**What you will do:**
In the entries below, identify every line with the string "const" and copy it.

______________________________

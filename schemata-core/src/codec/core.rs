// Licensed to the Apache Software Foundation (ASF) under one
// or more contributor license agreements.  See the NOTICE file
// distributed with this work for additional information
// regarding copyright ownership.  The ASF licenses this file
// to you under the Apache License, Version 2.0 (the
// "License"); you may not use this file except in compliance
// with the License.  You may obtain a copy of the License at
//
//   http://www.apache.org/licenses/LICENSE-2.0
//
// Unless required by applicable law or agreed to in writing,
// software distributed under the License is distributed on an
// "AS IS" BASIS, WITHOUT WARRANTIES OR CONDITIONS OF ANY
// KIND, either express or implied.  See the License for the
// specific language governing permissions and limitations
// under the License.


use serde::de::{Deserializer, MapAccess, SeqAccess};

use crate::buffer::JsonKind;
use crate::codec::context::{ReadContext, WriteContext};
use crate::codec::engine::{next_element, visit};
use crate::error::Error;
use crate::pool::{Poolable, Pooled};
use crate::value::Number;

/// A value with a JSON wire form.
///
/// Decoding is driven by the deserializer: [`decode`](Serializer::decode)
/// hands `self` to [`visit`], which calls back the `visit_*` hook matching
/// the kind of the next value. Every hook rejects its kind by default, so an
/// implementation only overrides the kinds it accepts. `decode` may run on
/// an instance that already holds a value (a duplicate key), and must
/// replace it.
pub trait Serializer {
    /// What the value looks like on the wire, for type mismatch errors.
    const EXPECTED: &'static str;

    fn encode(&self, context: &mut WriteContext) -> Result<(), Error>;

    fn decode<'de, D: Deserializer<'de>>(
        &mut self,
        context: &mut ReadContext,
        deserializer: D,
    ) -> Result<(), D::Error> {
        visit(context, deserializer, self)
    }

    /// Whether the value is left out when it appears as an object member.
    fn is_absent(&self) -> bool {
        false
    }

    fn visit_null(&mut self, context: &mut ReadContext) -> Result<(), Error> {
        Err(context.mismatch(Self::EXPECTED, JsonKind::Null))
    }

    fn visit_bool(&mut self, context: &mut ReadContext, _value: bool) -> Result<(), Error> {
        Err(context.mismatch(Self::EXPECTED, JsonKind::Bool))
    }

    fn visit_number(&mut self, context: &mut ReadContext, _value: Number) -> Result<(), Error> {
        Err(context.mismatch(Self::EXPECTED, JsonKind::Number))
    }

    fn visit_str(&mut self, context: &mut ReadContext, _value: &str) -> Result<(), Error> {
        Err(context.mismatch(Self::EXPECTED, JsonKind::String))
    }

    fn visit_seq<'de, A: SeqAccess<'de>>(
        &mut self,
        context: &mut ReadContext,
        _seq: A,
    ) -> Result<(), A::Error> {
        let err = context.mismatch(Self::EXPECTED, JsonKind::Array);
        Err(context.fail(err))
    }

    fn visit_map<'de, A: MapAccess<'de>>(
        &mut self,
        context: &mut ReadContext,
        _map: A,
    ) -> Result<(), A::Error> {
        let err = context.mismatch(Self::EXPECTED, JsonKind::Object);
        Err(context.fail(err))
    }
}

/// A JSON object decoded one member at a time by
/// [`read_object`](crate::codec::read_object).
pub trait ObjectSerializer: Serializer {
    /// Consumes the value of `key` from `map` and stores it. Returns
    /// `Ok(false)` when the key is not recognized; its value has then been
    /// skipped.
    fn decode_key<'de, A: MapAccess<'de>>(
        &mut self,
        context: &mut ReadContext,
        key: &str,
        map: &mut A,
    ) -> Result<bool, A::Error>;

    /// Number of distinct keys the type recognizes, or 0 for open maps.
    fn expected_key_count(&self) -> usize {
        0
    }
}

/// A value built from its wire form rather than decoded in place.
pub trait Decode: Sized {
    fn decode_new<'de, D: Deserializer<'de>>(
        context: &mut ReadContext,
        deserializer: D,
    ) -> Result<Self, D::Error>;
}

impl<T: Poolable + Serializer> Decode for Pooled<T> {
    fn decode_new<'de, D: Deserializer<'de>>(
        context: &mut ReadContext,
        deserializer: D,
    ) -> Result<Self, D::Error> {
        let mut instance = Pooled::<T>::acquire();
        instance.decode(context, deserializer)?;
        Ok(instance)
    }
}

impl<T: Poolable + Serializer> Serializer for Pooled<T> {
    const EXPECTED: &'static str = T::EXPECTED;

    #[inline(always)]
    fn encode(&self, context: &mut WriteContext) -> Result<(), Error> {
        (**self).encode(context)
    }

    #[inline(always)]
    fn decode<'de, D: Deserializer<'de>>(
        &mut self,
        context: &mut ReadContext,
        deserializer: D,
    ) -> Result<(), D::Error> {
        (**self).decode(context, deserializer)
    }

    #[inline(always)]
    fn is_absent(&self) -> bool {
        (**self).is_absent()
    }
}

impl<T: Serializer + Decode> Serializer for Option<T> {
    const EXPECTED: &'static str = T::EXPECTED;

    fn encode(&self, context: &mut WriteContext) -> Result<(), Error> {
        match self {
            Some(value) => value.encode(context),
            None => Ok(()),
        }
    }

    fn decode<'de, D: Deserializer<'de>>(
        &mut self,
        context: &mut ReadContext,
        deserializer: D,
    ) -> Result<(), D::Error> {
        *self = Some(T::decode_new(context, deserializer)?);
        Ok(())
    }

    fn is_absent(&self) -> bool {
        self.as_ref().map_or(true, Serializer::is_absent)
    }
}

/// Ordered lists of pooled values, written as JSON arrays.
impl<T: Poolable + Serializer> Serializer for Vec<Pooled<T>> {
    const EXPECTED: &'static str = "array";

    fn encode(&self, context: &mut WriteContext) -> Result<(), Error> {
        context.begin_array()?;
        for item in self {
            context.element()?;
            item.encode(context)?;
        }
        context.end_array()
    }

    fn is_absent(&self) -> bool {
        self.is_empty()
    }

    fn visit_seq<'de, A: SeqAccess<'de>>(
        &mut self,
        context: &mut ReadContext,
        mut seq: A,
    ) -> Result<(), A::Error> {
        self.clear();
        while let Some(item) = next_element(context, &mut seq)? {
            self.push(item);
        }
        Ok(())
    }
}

______________________________

**Exercise output:**
    const EXPECTED: &'static str;
    const EXPECTED: &'static str = T::EXPECTED;
    const EXPECTED: &'static str = T::EXPECTED;
    const EXPECTED: &'static str = "array";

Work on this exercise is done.